AI Application Development Services
What building an AI-powered application actually involves — the phases, realistic costs and timelines in the Texas market, and how to pick a development partner that ships production quality.
What does AI application development cost, phase by phase?
An AI application moves through five phases — discovery ($10k–$30k), proof of concept ($25k–$75k), MVP ($60k–$150k), production build ($120k–$250k+), and ongoing operation ($5k–$25k/month) — with a go/no-go decision between each.
| Phase | Timeline | Texas cost | What you get |
|---|---|---|---|
| Discovery & use-case definition | 1–3 weeks | $10k–$30k | Success metrics, data audit, architecture plan |
| Prototype / proof of concept | 4–8 weeks | $25k–$75k | Working core on real data, go/no-go evidence |
| MVP build | 2–4 months | $60k–$150k | Usable product with the AI feature in production |
| Full production application | 4–8 months | $120k–$250k+ | Hardened app: evals, monitoring, scale, integrations |
| Ongoing operation | Continuous | $5k–$25k/month | Model updates, cost optimization, quality regression watch |
These are one slice of the broader AI development services market — the application-building slice, as opposed to custom model training or MLOps engagements.
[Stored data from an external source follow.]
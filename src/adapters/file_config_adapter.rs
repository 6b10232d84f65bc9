//! INI file configuration adapter.

use crate::domain::error::TradetermError;
use crate::ports::config_port::ConfigPort;
use configparser::ini::Ini;
use std::path::Path;

pub struct FileConfigAdapter {
    config: Ini,
}

impl FileConfigAdapter {
    pub fn from_file<P: AsRef<Path>>(path: P) -> Result<Self, TradetermError> {
        let path = path.as_ref();
        let mut config = Ini::new();
        config
            .load(path)
            .map_err(|reason| TradetermError::ConfigParse {
                file: path.display().to_string(),
                reason,
            })?;
        Ok(Self { config })
    }

    pub fn from_string(content: &str) -> Result<Self, TradetermError> {
        let mut config = Ini::new();
        config
            .read(content.to_string())
            .map_err(|reason| TradetermError::ConfigParse {
                file: "<string>".to_string(),
                reason,
            })?;
        Ok(Self { config })
    }

    /// Override a value after loading, as command-line flags do.
    pub fn set(&mut self, section: &str, key: &str, value: &str) {
        self.config.set(section, key, Some(value.to_string()));
    }

    fn parse_bool(value: &str) -> Option<bool> {
        match value.trim().to_lowercase().as_str() {
            "true" | "yes" | "on" | "1" => Some(true),
            "false" | "no" | "off" | "0" => Some(false),
            _ => None,
        }
    }
}

impl ConfigPort for FileConfigAdapter {
    fn get_string(&self, section: &str, key: &str) -> Option<String> {
        self.config.get(section, key)
    }

    fn get_int(&self, section: &str, key: &str, default: i64) -> i64 {
        self.config
            .getint(section, key)
            .ok()
            .flatten()
            .unwrap_or(default)
    }

    fn get_double(&self, section: &str, key: &str, default: f64) -> f64 {
        self.config
            .getfloat(section, key)
            .ok()
            .flatten()
            .unwrap_or(default)
    }

    fn get_bool(&self, section: &str, key: &str, default: bool) -> bool {
        self.config
            .get(section, key)
            .as_ref()
            .and_then(|v| Self::parse_bool(v))
            .unwrap_or(default)
    }
}
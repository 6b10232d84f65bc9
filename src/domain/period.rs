//! Trading periods and calendar bucket arithmetic.
//!
//! Every bar timestamp in the system is a bucket start produced by
//! [`Period::floor`]. Intraday periods all divide a day evenly, so buckets are
//! aligned to midnight; daily buckets start at midnight and weekly buckets on
//! Monday 00:00.

use chrono::{Datelike, Duration, NaiveDateTime, NaiveTime, Timelike};
use std::fmt;
use std::str::FromStr;

#[derive(Debug, Clone, Copy, PartialEq, Eq, Hash, PartialOrd, Ord)]
pub enum Period {
    M1,
    M5,
    M15,
    M30,
    H1,
    H4,
    H8,
    H12,
    D1,
    W1,
}

#[derive(Debug, Clone, PartialEq, thiserror::Error)]
#[error("unknown period: {0} (expected one of 1m 5m 15m 30m 1h 4h 8h 12h 1d 1w)")]
pub struct ParsePeriodError(pub String);

impl Period {
    /// Finest to coarsest.
    pub const ALL: [Period; 10] = [
        Period::M1,
        Period::M5,
        Period::M15,
        Period::M30,
        Period::H1,
        Period::H4,
        Period::H8,
        Period::H12,
        Period::D1,
        Period::W1,
    ];

    pub fn minutes(self) -> i64 {
        match self {
            Period::M1 => 1,
            Period::M5 => 5,
            Period::M15 => 15,
            Period::M30 => 30,
            Period::H1 => 60,
            Period::H4 => 240,
            Period::H8 => 480,
            Period::H12 => 720,
            Period::D1 => 1440,
            Period::W1 => 10080,
        }
    }

    pub fn duration(self) -> Duration {
        Duration::minutes(self.minutes())
    }

    /// Resolution code understood by the exchange chart API.
    pub fn api_code(self) -> &'static str {
        match self {
            Period::M1 => "1",
            Period::M5 => "5",
            Period::M15 => "15",
            Period::M30 => "30",
            Period::H1 => "60",
            Period::H4 => "240",
            Period::H8 => "480",
            Period::H12 => "720",
            Period::D1 => "D",
            Period::W1 => "W",
        }
    }

    pub fn as_str(self) -> &'static str {
        match self {
            Period::M1 => "1m",
            Period::M5 => "5m",
            Period::M15 => "15m",
            Period::M30 => "30m",
            Period::H1 => "1h",
            Period::H4 => "4h",
            Period::H8 => "8h",
            Period::H12 => "12h",
            Period::D1 => "1d",
            Period::W1 => "1w",
        }
    }

    fn index(self) -> usize {
        Self::ALL.iter().position(|p| *p == self).unwrap_or(0)
    }

    /// Step `level` periods finer (positive) or coarser (negative), clamped
    /// to the ends of [`Period::ALL`].
    pub fn zoom(self, level: i32) -> Period {
        let last = (Self::ALL.len() - 1) as i64;
        let idx = (self.index() as i64 - level as i64).clamp(0, last);
        Self::ALL[idx as usize]
    }

    /// Whether `self` buckets tile `coarser` buckets exactly.
    pub fn divides(self, coarser: Period) -> bool {
        coarser.minutes() % self.minutes() == 0
    }

    /// Start of the bucket containing `dt`. Seconds are always dropped.
    pub fn floor(self, dt: NaiveDateTime) -> NaiveDateTime {
        let midnight = dt.date().and_time(NaiveTime::MIN);
        match self {
            Period::D1 => midnight,
            Period::W1 => {
                let back = dt.weekday().num_days_from_monday() as i64;
                midnight - Duration::days(back)
            }
            _ => {
                let minute_of_day = (dt.hour() * 60 + dt.minute()) as i64;
                let floored = minute_of_day / self.minutes() * self.minutes();
                midnight + Duration::minutes(floored)
            }
        }
    }

    /// `dt` itself when it is a bucket start, otherwise the next bucket start.
    pub fn ceil(self, dt: NaiveDateTime) -> NaiveDateTime {
        let floored = self.floor(dt);
        if floored == dt {
            dt
        } else {
            self.floor(dt + self.duration())
        }
    }

    pub fn is_aligned(self, dt: NaiveDateTime) -> bool {
        self.floor(dt) == dt
    }

    /// Number of bucket starts in `[from, to]`, boundaries included.
    pub fn bar_count(self, from: NaiveDateTime, to: NaiveDateTime) -> usize {
        let first = self.ceil(from);
        let last = self.floor(to);
        if last < first {
            return 0;
        }
        ((last - first).num_minutes() / self.minutes()) as usize + 1
    }

    /// Buckets elapsed from the bucket of `from` to the bucket of `to`.
    pub fn bars_between(self, from: NaiveDateTime, to: NaiveDateTime) -> usize {
        let start = self.floor(from);
        let end = self.floor(to);
        if end <= start {
            return 0;
        }
        ((end - start).num_minutes() / self.minutes()) as usize
    }
}

impl fmt::Display for Period {
    fn fmt(&self, f: &mut fmt::Formatter<'_>) -> fmt::Result {
        f.write_str(self.as_str())
    }
}

impl FromStr for Period {
    type Err = ParsePeriodError;

    fn from_str(s: &str) -> Result<Self, Self::Err> {
        let trimmed = s.trim();
        Self::ALL
            .iter()
            .copied()
            .find(|p| p.as_str() == trimmed)
            .ok_or_else(|| ParsePeriodError(trimmed.to_string()))
    }
}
What separates production AI applications from demos?
The evaluation layer. AI features behave probabilistically, so a production application needs what a demo doesn't: test sets and quality metrics, regression detection against model updates, guardrails for failure modes, and monitoring for drift and cost.
This is the single best filter when vetting providers: ask how they evaluate AI feature quality and what their handoff includes. Providers who answer with eval sets, metrics dashboards, and runbooks build applications; providers who answer with screenshots build demos. The full vetting checklist is in AI development companies.
Building with your own team instead? The engineers who do this work well are profiled in OpenAI/LLM developers and hiring AI developers.
AI Application Development: FAQ
What are AI application development services?
AI application development services cover the end-to-end building of software products with AI at their core: LLM-powered features (chat, search, copilots), custom model integration, the surrounding product engineering (web, mobile, APIs), and the evaluation and monitoring infrastructure that keeps AI features reliable in production.
How much does AI application development cost?
In the Texas market: a proof of concept runs $25,000–$75,000, an MVP with a production AI feature $60,000–$150,000, and a full production application $120,000–$250,000+, plus $5,000–$25,000 per month to operate. Discovery phases run $10,000–$30,000 and are the cheapest insurance against building the wrong thing.
How long does it take to build an AI application?
A proof of concept takes 4–8 weeks, an MVP 2–4 months, and a hardened production application 4–8 months. The most common schedule risk is data readiness — if your data needs significant cleanup, add months and do it during discovery, not mid-build.
What makes AI application development different from normal software development?
Non-determinism. Traditional software either works or has bugs; AI features work probabilistically, so development adds an evaluation layer — test sets, quality metrics, regression detection — plus guardrails for failure modes and monitoring for drift. Teams that skip the eval layer ship demos that degrade in production.
Should I build my AI application in-house or hire a development partner?
Hire a partner for your first AI application if you have no ML engineers — speed and avoided hiring risk outweigh the premium. Build in-house once AI is core to the product. The common path: a partner ships v1 while you hire the team that owns v2.